What does PVSyst do?

Basic knowledge 1: Meteorological data is the starting point for energy yield calculations

Basic knowledge 2: Understand the conversion to irradiance on tilted surfaces

Basic knowledge 3: Do not lump losses together; examine them item by item

Basic knowledge 4: Shadows are treated differently for far-field and near-field shading

Basic knowledge 5: Read results not only by annual energy output but also by specific yield and PR

How to proceed when using PVSyst in practice

Summary


What does PVSyst do?

It is easiest to understand PVSyst as simulation software for carrying out the study, capacity sizing, and performance analysis of photovoltaic power generation systems in an integrated workflow. Official information positions it as a product for modeling photovoltaic power generation systems and performing design optimization and time-based simulations while utilizing meteorological data and an equipment database. Furthermore, technical documents describe it as a comprehensive design and analysis environment that can handle not only grid-connected systems but also stand-alone power supplies and pump applications, so it is appropriate to regard it as practical, professional software for interpreting generation by building up conditions rather than as a mere rough-calculation tool.

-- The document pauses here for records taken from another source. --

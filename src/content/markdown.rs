//! Markdown rendering with syntax highlighting and heading anchors

use anyhow::Result;
use pulldown_cmark::{html, CodeBlockKind, CowStr, Event, HeadingLevel, Options, Parser, Tag, TagEnd};
use syntect::highlighting::ThemeSet;
use syntect::html::highlighted_html_for_string;
use syntect::parsing::SyntaxSet;

/// Markdown renderer
pub struct MarkdownRenderer {
    syntax_set: SyntaxSet,
    theme_set: ThemeSet,
    theme_name: String,
    line_numbers: bool,
}

/// Heading being accumulated while its inline events stream past
struct PendingHeading<'a> {
    level: HeadingLevel,
    explicit_id: Option<String>,
    text: String,
    inline: Vec<Event<'a>>,
}

impl MarkdownRenderer {
    /// Create a new markdown renderer with default settings
    pub fn new() -> Self {
        Self::with_options("base16-ocean.dark", false)
    }

    /// Create with custom highlight settings
    pub fn with_options(theme: &str, line_numbers: bool) -> Self {
        Self {
            syntax_set: SyntaxSet::load_defaults_newlines(),
            theme_set: ThemeSet::load_defaults(),
            theme_name: theme.to_string(),
            line_numbers,
        }
    }

    /// Render markdown to HTML.
    ///
    /// Headings get slugified `id` attributes so table-of-contents anchors
    /// resolve; fenced code blocks are syntax highlighted.
    pub fn render(&self, markdown: &str) -> Result<String> {
        // Front matter is handled separately, so YAML metadata blocks stay off
        let options = Options::ENABLE_TABLES
            | Options::ENABLE_FOOTNOTES
            | Options::ENABLE_STRIKETHROUGH
            | Options::ENABLE_TASKLISTS
            | Options::ENABLE_SMART_PUNCTUATION
            | Options::ENABLE_HEADING_ATTRIBUTES
            | Options::ENABLE_GFM;
        let parser = Parser::new_ext(markdown, options);

        let mut events: Vec<Event> = Vec::new();
        let mut in_code = false;
        let mut code_lang: Option<String> = None;
        let mut code_buf = String::new();
        let mut heading: Option<PendingHeading> = None;

        for event in parser {
            match event {
                Event::Start(Tag::CodeBlock(kind)) => {
                    in_code = true;
                    code_lang = match kind {
                        CodeBlockKind::Fenced(lang) if !lang.is_empty() => Some(lang.to_string()),
                        _ => None,
                    };
                    code_buf.clear();
                }
                Event::End(TagEnd::CodeBlock) => {
                    let highlighted = self.highlight_code(&code_buf, code_lang.as_deref());
                    events.push(Event::Html(CowStr::from(highlighted)));
                    in_code = false;
                    code_lang = None;
                }
                Event::Text(text) if in_code => {
                    code_buf.push_str(&text);
                }
                Event::Start(Tag::Heading { level, id, .. }) => {
                    heading = Some(PendingHeading {
                        level,
                        explicit_id: id.map(|s| s.to_string()),
                        text: String::new(),
                        inline: Vec::new(),
                    });
                }
                Event::End(TagEnd::Heading(_)) => {
                    if let Some(h) = heading.take() {
                        let anchor = h
                            .explicit_id
                            .unwrap_or_else(|| slug::slugify(&h.text));
                        events.push(Event::Html(CowStr::from(format!(
                            r#"<{} id="{}">"#,
                            h.level, anchor
                        ))));
                        events.extend(h.inline);
                        events.push(Event::Html(CowStr::from(format!("</{}>", h.level))));
                    }
                }
                Event::Text(text) => {
                    if let Some(h) = heading.as_mut() {
                        h.text.push_str(&text);
                        h.inline.push(Event::Text(text));
                    } else {
                        events.push(Event::Text(text));
                    }
                }
                Event::Code(code) => {
                    if let Some(h) = heading.as_mut() {
                        h.text.push_str(&code);
                        h.inline.push(Event::Code(code));
                    } else {
                        events.push(Event::Code(code));
                    }
                }
                other => {
                    if let Some(h) = heading.as_mut() {
                        h.inline.push(other);
                    } else if !in_code {
                        events.push(other);
                    }
                }
            }
        }

        let mut html_output = String::new();
        html::push_html(&mut html_output, events.into_iter());

        Ok(html_output)
    }

    /// Highlight a code block
    fn highlight_code(&self, code: &str, lang: Option<&str>) -> String {
        let lang = lang.unwrap_or("text");

        let syntax = self
            .syntax_set
            .find_syntax_by_token(lang)
            .or_else(|| self.syntax_set.find_syntax_by_extension(lang))
            .unwrap_or_else(|| self.syntax_set.find_syntax_plain_text());

        let theme = self
            .theme_set
            .themes
            .get(&self.theme_name)
            .unwrap_or_else(|| {
                self.theme_set
                    .themes
                    .values()
                    .next()
                    .expect("No themes available")
            });

        match highlighted_html_for_string(code, &self.syntax_set, syntax, theme) {
            Ok(highlighted) => {
                if self.line_numbers {
                    self.add_line_numbers(&highlighted, lang)
                } else {
                    format!(
                        r#"<div class="highlight language-{}">{}</div>"#,
                        lang, highlighted
                    )
                }
            }
            Err(_) => {
                let escaped = html_escape(code);
                format!(
                    r#"<pre><code class="language-{}">{}</code></pre>"#,
                    lang, escaped
                )
            }
        }
    }

    /// Add a line-number gutter to highlighted code
    fn add_line_numbers(&self, code: &str, lang: &str) -> String {
        let lines: Vec<&str> = code.lines().collect();
        let line_count = lines.len();

        let mut gutter = String::new();
        let mut code_lines = String::new();

        for (i, line) in lines.iter().enumerate() {
            gutter.push_str(&format!(r#"<span class="line-number">{}</span>"#, i + 1));
            code_lines.push_str(line);
            if i < line_count - 1 {
                gutter.push('\n');
                code_lines.push('\n');
            }
        }

        format!(
            r#"<figure class="highlight {}"><table><tr><td class="gutter"><pre>{}</pre></td><td class="code"><pre>{}</pre></td></tr></table></figure>"#,
            lang, gutter, code_lines
        )
    }
}

impl Default for MarkdownRenderer {
    fn default() -> Self {
        Self::new()
    }
}

/// Simple HTML escaping
fn html_escape(s: &str) -> String {
    s.replace('&', "&amp;")
        .replace('<', "&lt;")
        .replace('>', "&gt;")
        .replace('"', "&quot;")
        .replace('\'', "&#39;")
}

#[cfg(test)]
mod tests {
    use super::*;

    #[test]
    fn test_render_basic_markdown() {
        let renderer = MarkdownRenderer::new();
        let html = renderer
            .render("# Hello World\n\nThis is a test.")
            .unwrap();
        assert!(html.contains(r#"<h1 id="hello-world">Hello World</h1>"#));
        assert!(html.contains("<p>This is a test.</p>"));
    }

    #[test]
    fn test_heading_anchor_from_text() {
        let renderer = MarkdownRenderer::new();
        let html = renderer.render("## Getting Started Fast").unwrap();
        assert!(html.contains(r#"<h2 id="getting-started-fast">"#));
    }

    #[test]
    fn test_heading_with_inline_code() {
        let renderer = MarkdownRenderer::new();
        let html = renderer.render("## Using `select`").unwrap();
        assert!(html.contains(r#"<h2 id="using-select">"#));
        assert!(html.contains("<code>select</code>"));
    }

    #[test]
    fn test_explicit_heading_id() {
        let renderer = MarkdownRenderer::new();
        let html = renderer.render("## Setup {#install}").unwrap();
        assert!(html.contains(r#"<h2 id="install">"#));
    }

    #[test]
    fn test_render_code_block() {
        let renderer = MarkdownRenderer::new();
        let html = renderer.render("```rust\nfn main() {}\n```").unwrap();
        assert!(html.contains("highlight"));
    }
}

What matters for practitioners is that PVSyst is not a box that only outputs an annual energy figure. PVSyst offers both a preliminary design approach for quickly checking monthly estimates with minimal inputs, and a detailed design approach in which you create projects with site conditions and time-series meteorological data to run detailed hourly simulations. Official documentation shows that within this detailed design framework you can create multiple variants per project to compare differing conditions, and that you can inspect many variables on a daily, monthly, and hourly basis as a result. In other words, PVSyst is software not only for producing total energy output but for validating which assumptions affected the results.


Whether you have this understanding or not greatly changes how you use PVSyst. Many people who search for "What is PVSyst" know the name of the software but tend to start using it with an unclear sense of what and how much can be entrusted to the program. In reality, its true value appears when you consider the chain—from choosing meteorological data, converting irradiance to the installation plane, breaking down losses including temperature and wiring, the geometry of shading and its electrical impacts, to interpreting the resulting performance indicators. Treating PVSyst not merely as an estimation aid but as a foundation for verifying the consistency of design assumptions makes it far more practical in professional use.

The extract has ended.